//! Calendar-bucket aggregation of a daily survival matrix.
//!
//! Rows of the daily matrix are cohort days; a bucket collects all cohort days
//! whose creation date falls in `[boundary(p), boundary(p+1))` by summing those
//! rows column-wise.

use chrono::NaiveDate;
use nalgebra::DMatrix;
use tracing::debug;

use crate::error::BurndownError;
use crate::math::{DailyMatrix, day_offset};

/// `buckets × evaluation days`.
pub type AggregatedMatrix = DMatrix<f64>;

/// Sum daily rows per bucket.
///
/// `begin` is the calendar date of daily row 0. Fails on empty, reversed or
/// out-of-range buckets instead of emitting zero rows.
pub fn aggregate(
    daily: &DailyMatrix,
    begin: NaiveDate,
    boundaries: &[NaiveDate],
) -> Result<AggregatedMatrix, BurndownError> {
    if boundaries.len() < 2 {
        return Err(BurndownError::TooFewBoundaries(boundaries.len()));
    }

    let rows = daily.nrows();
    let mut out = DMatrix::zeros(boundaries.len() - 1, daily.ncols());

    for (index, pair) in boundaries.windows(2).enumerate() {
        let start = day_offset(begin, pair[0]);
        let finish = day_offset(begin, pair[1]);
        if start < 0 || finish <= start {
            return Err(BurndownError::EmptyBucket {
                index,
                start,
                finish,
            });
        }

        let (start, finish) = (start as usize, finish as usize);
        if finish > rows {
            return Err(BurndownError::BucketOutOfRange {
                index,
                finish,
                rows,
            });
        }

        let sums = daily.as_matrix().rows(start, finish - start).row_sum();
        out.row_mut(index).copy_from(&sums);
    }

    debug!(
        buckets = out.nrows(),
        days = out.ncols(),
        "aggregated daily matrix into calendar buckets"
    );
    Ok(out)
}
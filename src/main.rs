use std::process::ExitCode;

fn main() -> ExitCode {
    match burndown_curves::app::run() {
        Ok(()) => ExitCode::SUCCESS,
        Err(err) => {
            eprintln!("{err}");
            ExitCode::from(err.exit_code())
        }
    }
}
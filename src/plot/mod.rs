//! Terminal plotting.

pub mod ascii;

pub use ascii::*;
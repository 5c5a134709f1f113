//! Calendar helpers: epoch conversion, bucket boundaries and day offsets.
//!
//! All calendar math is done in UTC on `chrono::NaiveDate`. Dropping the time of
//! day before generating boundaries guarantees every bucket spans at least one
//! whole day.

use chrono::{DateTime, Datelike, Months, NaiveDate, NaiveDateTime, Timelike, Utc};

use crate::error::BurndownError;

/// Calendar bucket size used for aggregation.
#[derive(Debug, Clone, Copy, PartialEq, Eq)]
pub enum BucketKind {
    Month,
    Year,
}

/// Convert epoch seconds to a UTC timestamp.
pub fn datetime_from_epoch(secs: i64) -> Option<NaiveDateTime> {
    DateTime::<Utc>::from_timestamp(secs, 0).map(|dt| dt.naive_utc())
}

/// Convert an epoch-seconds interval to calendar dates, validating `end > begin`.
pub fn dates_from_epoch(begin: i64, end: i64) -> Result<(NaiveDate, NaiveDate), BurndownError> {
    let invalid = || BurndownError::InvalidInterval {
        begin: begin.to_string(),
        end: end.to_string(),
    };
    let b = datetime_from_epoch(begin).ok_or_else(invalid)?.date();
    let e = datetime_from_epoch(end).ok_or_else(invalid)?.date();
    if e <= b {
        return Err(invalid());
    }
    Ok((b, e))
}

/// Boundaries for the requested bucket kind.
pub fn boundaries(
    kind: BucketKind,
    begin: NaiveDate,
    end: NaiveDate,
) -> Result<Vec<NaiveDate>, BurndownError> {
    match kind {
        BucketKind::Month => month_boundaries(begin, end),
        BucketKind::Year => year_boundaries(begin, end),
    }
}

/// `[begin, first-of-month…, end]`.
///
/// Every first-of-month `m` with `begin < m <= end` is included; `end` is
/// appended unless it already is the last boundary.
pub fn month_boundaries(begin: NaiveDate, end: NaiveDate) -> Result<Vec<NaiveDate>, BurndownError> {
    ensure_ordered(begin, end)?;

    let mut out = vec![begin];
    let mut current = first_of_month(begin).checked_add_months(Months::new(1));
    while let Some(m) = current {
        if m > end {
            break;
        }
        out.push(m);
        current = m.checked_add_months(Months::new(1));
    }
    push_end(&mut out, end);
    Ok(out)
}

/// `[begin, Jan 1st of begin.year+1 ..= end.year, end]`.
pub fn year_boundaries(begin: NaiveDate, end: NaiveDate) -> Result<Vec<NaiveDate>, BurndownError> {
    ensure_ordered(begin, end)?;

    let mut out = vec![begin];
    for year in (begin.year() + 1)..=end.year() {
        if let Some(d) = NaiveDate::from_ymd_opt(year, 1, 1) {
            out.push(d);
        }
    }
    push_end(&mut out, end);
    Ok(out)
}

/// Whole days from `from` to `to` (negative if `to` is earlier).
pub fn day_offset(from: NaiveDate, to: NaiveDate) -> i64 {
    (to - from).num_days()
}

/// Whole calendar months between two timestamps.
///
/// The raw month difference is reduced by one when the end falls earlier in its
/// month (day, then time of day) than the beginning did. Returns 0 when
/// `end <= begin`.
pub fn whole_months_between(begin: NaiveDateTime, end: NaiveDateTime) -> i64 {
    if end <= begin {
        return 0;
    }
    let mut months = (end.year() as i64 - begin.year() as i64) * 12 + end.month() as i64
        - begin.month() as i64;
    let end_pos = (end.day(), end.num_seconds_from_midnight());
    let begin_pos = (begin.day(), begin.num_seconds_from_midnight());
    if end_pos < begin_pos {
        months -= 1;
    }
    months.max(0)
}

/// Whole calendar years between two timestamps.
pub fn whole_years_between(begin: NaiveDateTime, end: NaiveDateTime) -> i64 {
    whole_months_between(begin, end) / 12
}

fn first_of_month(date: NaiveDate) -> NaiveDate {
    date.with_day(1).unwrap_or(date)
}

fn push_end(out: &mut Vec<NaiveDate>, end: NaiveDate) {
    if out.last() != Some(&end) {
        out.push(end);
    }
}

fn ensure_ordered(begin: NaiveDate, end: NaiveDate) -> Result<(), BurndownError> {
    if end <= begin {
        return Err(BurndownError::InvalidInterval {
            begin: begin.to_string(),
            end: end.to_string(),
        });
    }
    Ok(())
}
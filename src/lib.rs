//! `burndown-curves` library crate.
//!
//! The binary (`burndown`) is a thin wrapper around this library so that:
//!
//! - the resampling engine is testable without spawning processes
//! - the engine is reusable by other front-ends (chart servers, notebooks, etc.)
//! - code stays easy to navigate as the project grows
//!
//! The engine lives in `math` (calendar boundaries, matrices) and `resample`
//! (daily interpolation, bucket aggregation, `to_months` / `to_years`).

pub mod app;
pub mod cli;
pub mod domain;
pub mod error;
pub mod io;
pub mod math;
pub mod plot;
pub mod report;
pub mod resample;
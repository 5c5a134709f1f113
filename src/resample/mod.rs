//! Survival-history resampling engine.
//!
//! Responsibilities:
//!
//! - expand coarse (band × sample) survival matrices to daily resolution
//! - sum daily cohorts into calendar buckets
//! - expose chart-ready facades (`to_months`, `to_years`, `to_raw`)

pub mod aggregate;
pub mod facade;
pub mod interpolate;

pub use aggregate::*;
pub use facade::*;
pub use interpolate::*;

▸ **Activity**
Copy the data above in full, character for character.

▸ **Task answer**
//! Calendar-bucket aggregation of a daily survival matrix.
//!
//! Rows of the daily matrix are cohort days; a bucket collects all cohort days
//! whose creation date falls in `[boundary(p), boundary(p+1))` by summing those
//! rows column-wise.

use chrono::NaiveDate;
use nalgebra::DMatrix;
use tracing::debug;

use crate::error::BurndownError;
use crate::math::{DailyMatrix, day_offset};

/// `buckets × evaluation days`.
pub type AggregatedMatrix = DMatrix<f64>;

/// Sum daily rows per bucket.
///
/// `begin` is the calendar date of daily row 0. Fails on empty, reversed or
/// out-of-range buckets instead of emitting zero rows.
pub fn aggregate(
    daily: &DailyMatrix,
    begin: NaiveDate,
    boundaries: &[NaiveDate],
) -> Result<AggregatedMatrix, BurndownError> {
    if boundaries.len() < 2 {
        return Err(BurndownError::TooFewBoundaries(boundaries.len()));
    }

    let rows = daily.nrows();
    let mut out = DMatrix::zeros(boundaries.len() - 1, daily.ncols());

    for (index, pair) in boundaries.windows(2).enumerate() {
        let start = day_offset(begin, pair[0]);
        let finish = day_offset(begin, pair[1]);
        if start < 0 || finish <= start {
            return Err(BurndownError::EmptyBucket {
                index,
                start,
                finish,
            });
        }

        let (start, finish) = (start as usize, finish as usize);
        if finish > rows {
            return Err(BurndownError::BucketOutOfRange {
                index,
                finish,
                rows,
            });
        }

        let sums = daily.as_matrix().rows(start, finish - start).row_sum();
        out.row_mut(index).copy_from(&sums);
    }

    debug!(
        buckets = out.nrows(),
        days = out.ncols(),
        "aggregated daily matrix into calendar buckets"
    );
    Ok(out)
}
filename src/main.rs
use std::process::ExitCode;

fn main() -> ExitCode {
    match burndown_curves::app::run() {
        Ok(()) => ExitCode::SUCCESS,
        Err(err) => {
            eprintln!("{err}");
            ExitCode::from(err.exit_code())
        }
    }
}
filename src/plot/mod.rs
//! Terminal plotting.

pub mod ascii;

pub use ascii::*;
repository 5c5a134709f1f113
//! Calendar helpers: epoch conversion, bucket boundaries and day offsets.
//!
//! All calendar math is done in UTC on `chrono::NaiveDate`. Dropping the time of
//! day before generating boundaries guarantees every bucket spans at least one
//! whole day.

use chrono::{DateTime, Datelike, Months, NaiveDate, NaiveDateTime, Timelike, Utc};

use crate::error::BurndownError;

/// Calendar bucket size used for aggregation.
#[derive(Debug, Clone, Copy, PartialEq, Eq)]
pub enum BucketKind {
    Month,
    Year,
}

/// Convert epoch seconds to a UTC timestamp.
pub fn datetime_from_epoch(secs: i64) -> Option<NaiveDateTime> {
    DateTime::<Utc>::from_timestamp(secs, 0).map(|dt| dt.naive_utc())
}

/// Convert an epoch-seconds interval to calendar dates, validating `end > begin`.
pub fn dates_from_epoch(begin: i64, end: i64) -> Result<(NaiveDate, NaiveDate), BurndownError> {
    let invalid = || BurndownError::InvalidInterval {
        begin: begin.to_string(),
        end: end.to_string(),
    };
    let b = datetime_from_epoch(begin).ok_or_else(invalid)?.date();
    let e = datetime_from_epoch(end).ok_or_else(invalid)?.date();
    if e <= b {
        return Err(invalid());
    }
    Ok((b, e))
}

/// Boundaries for the requested bucket kind.
pub fn boundaries(
    kind: BucketKind,
    begin: NaiveDate,
    end: NaiveDate,
) -> Result<Vec<NaiveDate>, BurndownError> {
    match kind {
        BucketKind::Month => month_boundaries(begin, end),
        BucketKind::Year => year_boundaries(begin, end),
    }
}

/// `[begin, first-of-month…, end]`.
///
/// Every first-of-month `m` with `begin < m <= end` is included; `end` is
/// appended unless it already is the last boundary.
pub fn month_boundaries(begin: NaiveDate, end: NaiveDate) -> Result<Vec<NaiveDate>, BurndownError> {
    ensure_ordered(begin, end)?;

    let mut out = vec![begin];
    let mut current = first_of_month(begin).checked_add_months(Months::new(1));
    while let Some(m) = current {
        if m > end {
            break;
        }
        out.push(m);
        current = m.checked_add_months(Months::new(1));
    }
    push_end(&mut out, end);
    Ok(out)
}

/// `[begin, Jan 1st of begin.year+1 ..= end.year, end]`.
pub fn year_boundaries(begin: NaiveDate, end: NaiveDate) -> Result<Vec<NaiveDate>, BurndownError> {
    ensure_ordered(begin, end)?;

    let mut out = vec![begin];
    for year in (begin.year() + 1)..=end.year() {
        if let Some(d) = NaiveDate::from_ymd_opt(year, 1, 1) {
            out.push(d);
        }
    }
    push_end(&mut out, end);
    Ok(out)
}

/// Whole days from `from` to `to` (negative if `to` is earlier).
pub fn day_offset(from: NaiveDate, to: NaiveDate) -> i64 {
    (to - from).num_days()
}

/// Whole calendar months between two timestamps.
///
/// The raw month difference is reduced by one when the end falls earlier in its
/// month (day, then time of day) than the beginning did. Returns 0 when
/// `end <= begin`.
pub fn whole_months_between(begin: NaiveDateTime, end: NaiveDateTime) -> i64 {
    if end <= begin {
        return 0;
    }
    let mut months = (end.year() as i64 - begin.year() as i64) * 12 + end.month() as i64
        - begin.month() as i64;
    let end_pos = (end.day(), end.num_seconds_from_midnight());
    let begin_pos = (begin.day(), begin.num_seconds_from_midnight());
    if end_pos < begin_pos {
        months -= 1;
    }
    months.max(0)
}

/// Whole calendar years between two timestamps.
pub fn whole_years_between(begin: NaiveDateTime, end: NaiveDateTime) -> i64 {
    whole_months_between(begin, end) / 12
}

fn first_of_month(date: NaiveDate) -> NaiveDate {
    date.with_day(1).unwrap_or(date)
}

fn push_end(out: &mut Vec<NaiveDate>, end: NaiveDate) {
    if out.last() != Some(&end) {
        out.push(end);
    }
}

fn ensure_ordered(begin: NaiveDate, end: NaiveDate) -> Result<(), BurndownError> {
    if end <= begin {
        return Err(BurndownError::InvalidInterval {
            begin: begin.to_string(),
            end: end.to_string(),
        });
    }
    Ok(())
}
filename src/lib.rs
//! `burndown-curves` library crate.
//!
//! The binary (`burndown`) is a thin wrapper around this library so that:
//!
//! - the resampling engine is testable without spawning processes
//! - the engine is reusable by other front-ends (chart servers, notebooks, etc.)
//! - code stays easy to navigate as the project grows
//!
//! The engine lives in `math` (calendar boundaries, matrices) and `resample`
//! (daily interpolation, bucket aggregation, `to_months` / `to_years`).

pub mod app;
pub mod cli;
pub mod domain;
pub mod error;
pub mod io;
pub mod math;
pub mod plot;
pub mod report;
pub mod resample;
repository 5c5a134709f1f113
filename src/resample/mod.rs
//! Survival-history resampling engine.
//!
//! Responsibilities:
//!
//! - expand coarse (band × sample) survival matrices to daily resolution
//! - sum daily cohorts into calendar buckets
//! - expose chart-ready facades (`to_months`, `to_years`, `to_raw`)

pub mod aggregate;
pub mod facade;
pub mod interpolate;

pub use aggregate::*;
pub use facade::*;
pub use interpolate::*;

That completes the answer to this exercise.